According to The New York Times, “The Association of American Colleges and Universities recently asked employers who hire at least 25 percent of their workforce from two- or four-year colleges what they want institutions to teach… 89 percent said they wanted more emphasis on ‘the ability to effectively communicate orally and in writing’, 81 percent asked for better ‘critical thinking and analytical reasoning skills’ and 70 percent were looking for ‘the ability to innovate and be creative.’” Critical thinking and writing skills are essential for academic and professional success; however, a significant amount of high quality feedback is needed to help students develop these skills. Providing such feedback on each assignment is difficult, time-consuming, and labor-intensive. Instructors must manually incorporate feedback into every assignment, which often leads to inconsistent feedback that may not directly address each student’s individual learning needs.
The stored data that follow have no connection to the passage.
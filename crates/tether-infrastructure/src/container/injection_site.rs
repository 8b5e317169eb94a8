//! Injection sites
//!
//! The arguments of a constructor or method invocation for one particular
//! dependency. Whatever can be resolved once is resolved when the site is
//! created; everything else is resolved again for every invocation.

use std::sync::Arc;

use tether_domain::error::Result;
use tether_domain::lang::builtin::{INJECTOR, PROVIDER};
use tether_domain::object::{Object, object};
use tether_domain::ports::{Generator, Injector};
use tether_domain::value_objects::{Dependency, Hint};

enum Lazy {
    /// Arrays are assembled from whatever matches at invocation time
    Array(Dependency),
    /// Generators of scopes whose instances may change
    Generated(Dependency, Arc<dyn Generator>),
}

pub struct InjectionSite {
    site: Dependency,
    args: Arc<[Object]>,
    lazy: Box<[(usize, Lazy)]>,
}

impl InjectionSite {
    /// Pre-resolves the arguments `hints` describe for `site`
    ///
    /// `site` is the dependency of the instance being created, its path
    /// already including the step into the binding that creates it.
    pub fn new(injector: &dyn Injector, site: Dependency, hints: Arc<[Hint]>) -> Result<Self> {
        let mut args = Vec::with_capacity(hints.len());
        let mut lazy = Vec::new();
        for (i, hint) in hints.iter().enumerate() {
            let arg = match hint {
                Hint::Constant { value, .. } => Arc::clone(value),
                Hint::Absolute { dependency, .. } => injector.resolve(dependency)?,
                Hint::Relative { reference, .. } => {
                    let parameter = site.instanced(reference.clone());
                    let ty = parameter.ty();
                    let raw = ty.raw_class();
                    if ty.array_dimensions() == 1 {
                        lazy.push((i, Lazy::Array(parameter)));
                        object(())
                    } else if ty.is_array() || (raw != &*INJECTOR && raw != &*PROVIDER) {
                        let generator = injector.generator_for(&parameter)?;
                        let permanence = generator.permanence();
                        if permanence.is_permanent() && !permanence.is_ignore() {
                            generator.generate(&parameter, injector)?
                        } else {
                            lazy.push((i, Lazy::Generated(parameter, generator)));
                            object(())
                        }
                    } else {
                        injector.resolve(&parameter)?
                    }
                }
            };
            args.push(arg);
        }
        Ok(Self {
            site,
            args: Arc::from(args),
            lazy: lazy.into_boxed_slice(),
        })
    }

    pub fn dependency(&self) -> &Dependency {
        &self.site
    }

    /// The arguments for the next invocation
    ///
    /// Sites without lazy arguments hand out the same argument array every
    /// time.
    pub fn args(&self, injector: &dyn Injector) -> Result<Arc<[Object]>> {
        if self.lazy.is_empty() {
            return Ok(Arc::clone(&self.args));
        }
        let mut args = self.args.to_vec();
        for (i, lazy) in &self.lazy {
            args[*i] = match lazy {
                Lazy::Array(dependency) => injector.resolve(dependency)?,
                Lazy::Generated(dependency, generator) => {
                    generator.generate(dependency, injector)?
                }
            };
        }
        Ok(Arc::from(args))
    }

    pub fn has_lazy_arguments(&self) -> bool {
        !self.lazy.is_empty()
    }
}
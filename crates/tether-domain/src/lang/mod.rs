//! Type model
//!
//! | Item | Description |
//! |------|-------------|
//! | [`Class`] | A declared class with type variables, supertypes and constructors |
//! | [`TypeTemplate`] | Generic type expression used inside class declarations |
//! | [`Type`] | A class with actual type arguments, upper-bound flag and array dimensions |
//! | [`Constructor`], [`Method`] | Declared executables the container can invoke |

/// Built-in class catalogue
pub mod builtin;
/// Class declarations
pub mod class;
/// Constructors and methods
pub mod executable;
/// Generic types and assignability
pub mod types;

pub use class::{Class, ClassBuilder, ClassKind, TypeTemplate, TypeVariable};
pub use executable::{Constructor, Invoke, Method};
pub use types::Type;
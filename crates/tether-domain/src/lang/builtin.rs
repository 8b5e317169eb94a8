//! Built-in class catalogue
//!
//! The classes every container knows about: the root, common value classes,
//! their primitives, the two classes the container resolves specially and
//! the initialiser hooks.

use once_cell::sync::Lazy;

use super::class::{Class, TypeTemplate};

pub static OBJECT: Lazy<Class> = Lazy::new(|| Class::root("Object"));

pub static SERIALIZABLE: Lazy<Class> = Lazy::new(|| Class::interface("Serializable").build());

pub static COMPARABLE: Lazy<Class> =
    Lazy::new(|| Class::interface("Comparable").type_variable("T").build());

pub static CHAR_SEQUENCE: Lazy<Class> = Lazy::new(|| Class::interface("CharSequence").build());

pub static NUMBER: Lazy<Class> = Lazy::new(|| {
    Class::builder("Number")
        .abstract_class()
        .implements(TypeTemplate::of(&SERIALIZABLE))
        .build()
});

pub static INTEGER: Lazy<Class> = Lazy::new(|| comparable_number("Integer"));

pub static LONG: Lazy<Class> = Lazy::new(|| comparable_number("Long"));

pub static DOUBLE: Lazy<Class> = Lazy::new(|| comparable_number("Double"));

pub static BOOLEAN: Lazy<Class> = Lazy::new(|| {
    Class::builder("Boolean")
        .implements(TypeTemplate::of(&SERIALIZABLE))
        .implements(TypeTemplate::of_args(&COMPARABLE, vec![TypeTemplate::SelfType]))
        .build()
});

pub static STRING: Lazy<Class> = Lazy::new(|| {
    Class::builder("String")
        .implements(TypeTemplate::of(&SERIALIZABLE))
        .implements(TypeTemplate::of_args(&COMPARABLE, vec![TypeTemplate::SelfType]))
        .implements(TypeTemplate::of(&CHAR_SEQUENCE))
        .build()
});

pub static COLLECTION: Lazy<Class> =
    Lazy::new(|| Class::interface("Collection").type_variable("E").build());

pub static LIST: Lazy<Class> = Lazy::new(|| {
    Class::interface("List")
        .type_variable("E")
        .implements(TypeTemplate::of_args(&COLLECTION, vec![TypeTemplate::var(0)]))
        .build()
});

pub static INT: Lazy<Class> = Lazy::new(|| Class::primitive("int", &INTEGER));

pub static LONG_PRIMITIVE: Lazy<Class> = Lazy::new(|| Class::primitive("long", &LONG));

pub static DOUBLE_PRIMITIVE: Lazy<Class> = Lazy::new(|| Class::primitive("double", &DOUBLE));

pub static BOOLEAN_PRIMITIVE: Lazy<Class> = Lazy::new(|| Class::primitive("boolean", &BOOLEAN));

/// `Provider<T>`: resolving it yields a lazy handle for `T`
pub static PROVIDER: Lazy<Class> =
    Lazy::new(|| Class::interface("Provider").type_variable("T").build());

/// Resolving `Injector` yields the container itself
pub static INJECTOR: Lazy<Class> = Lazy::new(|| Class::interface("Injector").build());

/// `Initialiser<T>` bindings run after instances of `T` are constructed
pub static INITIALISER: Lazy<Class> =
    Lazy::new(|| Class::interface("Initialiser").type_variable("T").build());

pub static INITIALISER_SORTER: Lazy<Class> =
    Lazy::new(|| Class::interface("InitialiserSorter").build());

fn comparable_number(name: &str) -> Class {
    Class::builder(name)
        .extends(TypeTemplate::of(&NUMBER))
        .implements(TypeTemplate::of_args(&COMPARABLE, vec![TypeTemplate::SelfType]))
        .build()
}
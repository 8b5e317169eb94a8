//! Logging Tests

use tether_infrastructure::constants::DEFAULT_LOG_LEVEL;
use tether_infrastructure::logging::{LoggingConfig, parse_log_level};
use tracing::Level;

#[test]
fn test_parse_log_level() {
    assert_eq!(parse_log_level("trace").unwrap(), Level::TRACE);
    assert_eq!(parse_log_level("debug").unwrap(), Level::DEBUG);
    assert_eq!(parse_log_level("INFO").unwrap(), Level::INFO);
    assert_eq!(parse_log_level("warn").unwrap(), Level::WARN);
    assert_eq!(parse_log_level("warning").unwrap(), Level::WARN);
    assert_eq!(parse_log_level("error").unwrap(), Level::ERROR);

    assert!(parse_log_level("verbose").is_err());
}

#[test]
fn test_logging_config_default() {
    let config = LoggingConfig::default();

    assert_eq!(config.level, DEFAULT_LOG_LEVEL);
    assert!(!config.json_format);
    assert!(config.file_output.is_none());
}
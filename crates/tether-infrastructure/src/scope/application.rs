//! Container wide singletons

use once_cell::sync::OnceCell;
use tether_domain::error::{Error, Result};
use tether_domain::object::Object;
use tether_domain::ports::{Provider, Scope};
use tether_domain::value_objects::Dependency;

use super::slot::fill;

/// One instance per resource for the lifetime of the container
///
/// The slot table is sized on first use by the number of resources of the
/// container. Concurrent first requests for a resource block until the
/// winning provider finished, so the provider runs exactly once. A provider
/// requesting its own resource again fails with a dependency cycle.
#[derive(Default)]
pub struct ApplicationScope {
    instances: OnceCell<Box<[OnceCell<Object>]>>,
}

impl ApplicationScope {
    pub fn new() -> Self {
        Self::default()
    }

    /// Number of instances created so far
    pub fn created(&self) -> usize {
        self.instances
            .get()
            .map_or(0, |slots| slots.iter().filter(|slot| slot.get().is_some()).count())
    }
}

impl Scope for ApplicationScope {
    fn provide(
        &self,
        serial_id: usize,
        resources: usize,
        dependency: &Dependency,
        provider: &dyn Provider,
    ) -> Result<Object> {
        let slots = self
            .instances
            .get_or_init(|| (0..resources).map(|_| OnceCell::new()).collect());
        let slot = slots.get(serial_id).ok_or_else(|| {
            Error::supply(format!(
                "Resource #{serial_id} is out of range ({} resources) for {dependency}",
                slots.len()
            ))
        })?;
        fill(slot, dependency, provider)
    }
}
//! Scope permanence
//!
//! Every scope has a permanence describing how long its instances live and
//! into which other scopes they may be injected. A shorter living instance
//! injected into a longer living one would silently outlive its scope,
//! which the dependency path refuses.

use std::fmt;
use std::sync::Arc;

use itertools::Itertools;

use super::name::Name;
use crate::constants::{SCOPE_CONTAINER, SCOPE_REFERENCE};

#[derive(Clone, PartialEq, Eq, Hash)]
pub struct ScopePermanence {
    scope: Name,
    permanent: bool,
    eager: bool,
    ignore: bool,
    nestings: Arc<[Name]>,
}

impl ScopePermanence {
    fn template(permanent: bool, ignore: bool) -> Self {
        Self {
            scope: Name::any(),
            permanent,
            eager: false,
            ignore,
            nestings: Arc::from(Vec::new()),
        }
    }

    /// Instances live as long as the container
    pub fn singleton() -> Self {
        Self::template(true, false)
    }

    /// Instances may change between resolutions
    pub fn unstable() -> Self {
        Self::template(false, false)
    }

    /// Disables stability checks entirely
    pub fn ignore() -> Self {
        Self::template(true, true)
    }

    /// The container scope: permanent and created eagerly
    pub fn container() -> Self {
        Self::singleton().derive(Name::named(SCOPE_CONTAINER)).eager()
    }

    /// Pass-through scope of reference bindings
    pub fn reference() -> Self {
        Self::ignore().derive(Name::named(SCOPE_REFERENCE))
    }

    /// This permanence for another scope
    pub fn derive(&self, scope: Name) -> Self {
        Self {
            scope,
            ..self.clone()
        }
    }

    /// Instances of this scope are created when the container is built
    pub fn eager(&self) -> Self {
        Self {
            eager: true,
            ..self.clone()
        }
    }

    /// Allows instances of this scope inside instances of `scope`
    pub fn can_be_injected_into(&self, scope: Name) -> Self {
        if self.nestings.contains(&scope) {
            return self.clone();
        }
        let mut nestings = self.nestings.to_vec();
        nestings.push(scope);
        Self {
            nestings: Arc::from(nestings),
            ..self.clone()
        }
    }

    pub fn scope(&self) -> &Name {
        &self.scope
    }

    pub fn is_permanent(&self) -> bool {
        self.permanent
    }

    pub fn is_eager(&self) -> bool {
        self.eager
    }

    pub fn is_ignore(&self) -> bool {
        self.ignore
    }

    pub fn nestings(&self) -> &[Name] {
        &self.nestings
    }

    /// Same scope and flags but stability checks disabled
    pub fn ignored(&self) -> Self {
        Self {
            ignore: true,
            ..self.clone()
        }
    }

    /// May an instance of this permanence be injected into one of `other`?
    pub fn is_consistent_in(&self, other: &ScopePermanence) -> bool {
        self.ignore
            || other.ignore
            || self.permanent
            || self.nestings.contains(&other.scope)
    }
}

impl fmt::Display for ScopePermanence {
    fn fmt(&self, f: &mut fmt::Formatter<'_>) -> fmt::Result {
        write!(f, "{}", self.scope)?;
        if self.ignore {
            f.write_str(" (ignore)")
        } else if self.permanent {
            f.write_str(" (permanent)")
        } else if self.nestings.is_empty() {
            Ok(())
        } else {
            write!(f, " (nests in {})", self.nestings.iter().join(", "))
        }
    }
}

impl fmt::Debug for ScopePermanence {
    fn fmt(&self, f: &mut fmt::Formatter<'_>) -> fmt::Result {
        write!(f, "ScopePermanence({self})")
    }
}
To improve feedback quantity and quality, Ashford University implemented cutting-edge, web-based, dynamic rubrics into eight online, high-volume, entry-level, writing-intensive courses during the summer of 2008. Ashford University is the first university to use dynamic rubrics for large-scale assessment of student performance on writing assignments. Starting summer 2010, new rubrics will be launched in additional Ashford University undergraduate courses.
The design and implementation of Ashford University’s dynamic rubrics were driven by several key needs:
· Consistent and rich feedback tailored to students’ individual learning needs;
· Efficient grading and feedback provision on writing assignments in an online environment with approximately 50,000 students; and
· In-depth, real-time data to enhance student learning, program/institutional assessment, curricular improvement, and accountability.
Ashford University’s dynamic rubrics allow for the simultaneous assessment of writing assignments, competencies, program outcomes, and institutional outcomes. Rubric criteria are built from assignment descriptions. These criteria are tagged with competencies, program outcomes, and institutional outcomes. The integrative properties of the rubrics occur when instructors grade student writing assignments using the software; assessment data is collected passively.
In addition to collecting assessment data, rubric criteria can contain pre-written feedback with embedded active hyperlinks where appropriate, as well as provide each student feedback tailored to his/her specific learning needs on every writing assignment. The integration of grading, providing feedback, and assessing using the rubrics provides scalability, consistency, and efficiency, which directly benefits students, instructors, assessment personnel, and administrators.
Collecting performance data for all students allows for individual- and aggregate-level analyses. Analyses can be cross-sectional or longitudinal in design. To date, the dynamic rubrics have generated over 300,000 data points. Rich, real-time assessment reports can be created from the high-quality, rubric-generated data. The assessment reports allow for targeted, data-driven improvements to courses, programs, and the institution to enhance curricula, accountability, and student learning.
Ashford University is designing real-time individual student performance reports, known as Rich Report Cards. They include customized feedback with embedded active hyperlinks, allowing students to get guidance they need when they need it. The provision of real-time, consistent, rich, and tailored feedback through writing assignments and Rich Report Cards target students’ specific learning needs and provide guidance to improve learning.